THE TASK:
From the records below, copy out each line that has the word "token".

DATASET CONTENT:
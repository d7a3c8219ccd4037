//! Parsing of `#[validate(...)]` field attributes.

use syn::{Attribute, LitStr};

/// Validation settings collected from one field's attributes.
#[derive(Debug, Default)]
pub(crate) struct FieldAttrs {
    /// Rule expressions, in attribute order.
    pub rules: Vec<String>,
    pub skip: bool,
}

impl FieldAttrs {
    pub(crate) fn from_attributes(attrs: &[Attribute]) -> syn::Result<Self> {
        let mut result = Self::default();

        for attr in attrs {
            if !attr.path().is_ident("validate") {
                continue;
            }

            attr.parse_args_with(|input: syn::parse::ParseStream<'_>| {
                if input.peek(LitStr) {
                    let tag: LitStr = input.parse()?;
                    let value = tag.value();
                    if value.trim().is_empty() {
                        return Err(syn::Error::new(tag.span(), "empty rule list"));
                    }
                    result.rules.push(value);
                    return Ok(());
                }

                let ident: syn::Ident = input.parse()?;
                if ident == "skip" {
                    result.skip = true;
                    Ok(())
                } else {
                    Err(syn::Error::new(
                        ident.span(),
                        "expected a rule string such as \"required,min=1\" or `skip`",
                    ))
                }
            })?;
        }

        Ok(result)
    }

    /// The combined tag as the runtime engine expects it.
    pub(crate) fn tag(&self) -> String {
        self.rules.join(",")
    }
}
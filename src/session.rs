use std::net::SocketAddr;
use std::path::{Path, PathBuf};
use std::sync::Arc;

use chrono::Utc;
use tracing::{info, Instrument};
use uuid::Uuid;

use crate::command::{Command, CommandTransmitter};
use crate::config::LinkConfig;
use crate::error::LinkError;
use crate::telemetry::listener::{bind_telemetry_socket, TelemetryListener};
use crate::telemetry::{
    Channel, ChannelLogger, LinkStats, LinkStatsSnapshot, Observer, ObserverRegistry,
    SharedStore, Subscription, TelemetryPipeline, TelemetryStore,
};

/// One operator session with one vehicle.
///
/// Construction binds the telemetry socket and starts the listener; any
/// setup failure is returned here rather than retried in the background.
pub struct RoverLink {
    session_id: Uuid,
    config: LinkConfig,
    vehicle: SocketAddr,
    transmitter: CommandTransmitter,
    store: SharedStore,
    registry: Arc<ObserverRegistry>,
    stats: Arc<LinkStats>,
    log_paths: Vec<(Channel, PathBuf)>,
    listener: TelemetryListener,
}

impl RoverLink {
    pub async fn connect(config: LinkConfig) -> Result<Self, LinkError> {
        config.validate()?;
        let session_id = Uuid::new_v4();
        let span = tracing::info_span!("session", id = %session_id);
        Self::establish(config, session_id).instrument(span).await
    }

    async fn establish(config: LinkConfig, session_id: Uuid) -> Result<Self, LinkError> {
        let vehicle = config.vehicle_addr()?;
        let transmitter = CommandTransmitter::udp(vehicle)?;

        let socket = bind_telemetry_socket(&config).await?;

        // Log files only once the socket is ours, so a failed bind leaves nothing on disk.
        let logger = if config.logging {
            Some(ChannelLogger::create(&config.log_dir, Utc::now())?)
        } else {
            None
        };
        let log_paths: Vec<(Channel, PathBuf)> = logger
            .as_ref()
            .map(|l| l.paths().map(|(c, p)| (c, p.to_path_buf())).collect())
            .unwrap_or_default();

        let store = SharedStore::new(TelemetryStore::bounded(config.history_capacity));
        let registry = Arc::new(ObserverRegistry::new(config.subscriber_capacity));
        let stats = Arc::new(LinkStats::new());

        let pipeline = TelemetryPipeline::new(store.clone(), registry.clone(), logger, stats.clone());
        let listener = TelemetryListener::spawn(socket, pipeline, stats.clone(), &config)?;

        info!(
            %vehicle,
            telemetry = %listener.local_addr(),
            logging = config.logging,
            "rover link up"
        );

        Ok(Self {
            session_id,
            config,
            vehicle,
            transmitter,
            store,
            registry,
            stats,
            log_paths,
            listener,
        })
    }

    pub fn session_id(&self) -> Uuid {
        self.session_id
    }

    pub fn config(&self) -> &LinkConfig {
        &self.config
    }

    pub fn vehicle_addr(&self) -> SocketAddr {
        self.vehicle
    }

    /// Address the telemetry socket is bound to.
    pub fn telemetry_addr(&self) -> SocketAddr {
        self.listener.local_addr()
    }

    pub fn transmit(&self, command: Command) -> Result<(), LinkError> {
        self.transmitter.send(command)
    }

    /// Transmit a raw token; `None` when the token is not a known command.
    pub fn transmit_token(&self, token: &str) -> Option<Result<(), LinkError>> {
        self.transmitter.send_token(token)
    }

    pub fn register_listener<I>(&self, observers: I)
    where
        I: IntoIterator<Item = Arc<dyn Observer>>,
    {
        self.registry.register(observers);
    }

    pub fn subscribe(&self) -> Subscription {
        self.registry.subscribe()
    }

    pub fn store(&self) -> &SharedStore {
        &self.store
    }

    pub fn stats(&self) -> LinkStatsSnapshot {
        self.stats.snapshot()
    }

    pub fn log_path(&self, channel: Channel) -> Option<&Path> {
        self.log_paths
            .iter()
            .find(|(c, _)| *c == channel)
            .map(|(_, p)| p.as_path())
    }

    pub fn is_listening(&self) -> bool {
        self.listener.is_running()
    }

    pub async fn shutdown(self) {
        info!(session = %self.session_id, "rover link shutting down");
        self.listener.shutdown().await;
    }
}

SOLUTION TO THE EXERCISE:
    /// Transmit a raw token; `None` when the token is not a known command.
    pub fn transmit_token(&self, token: &str) -> Option<Result<(), LinkError>> {
        self.transmitter.send_token(token)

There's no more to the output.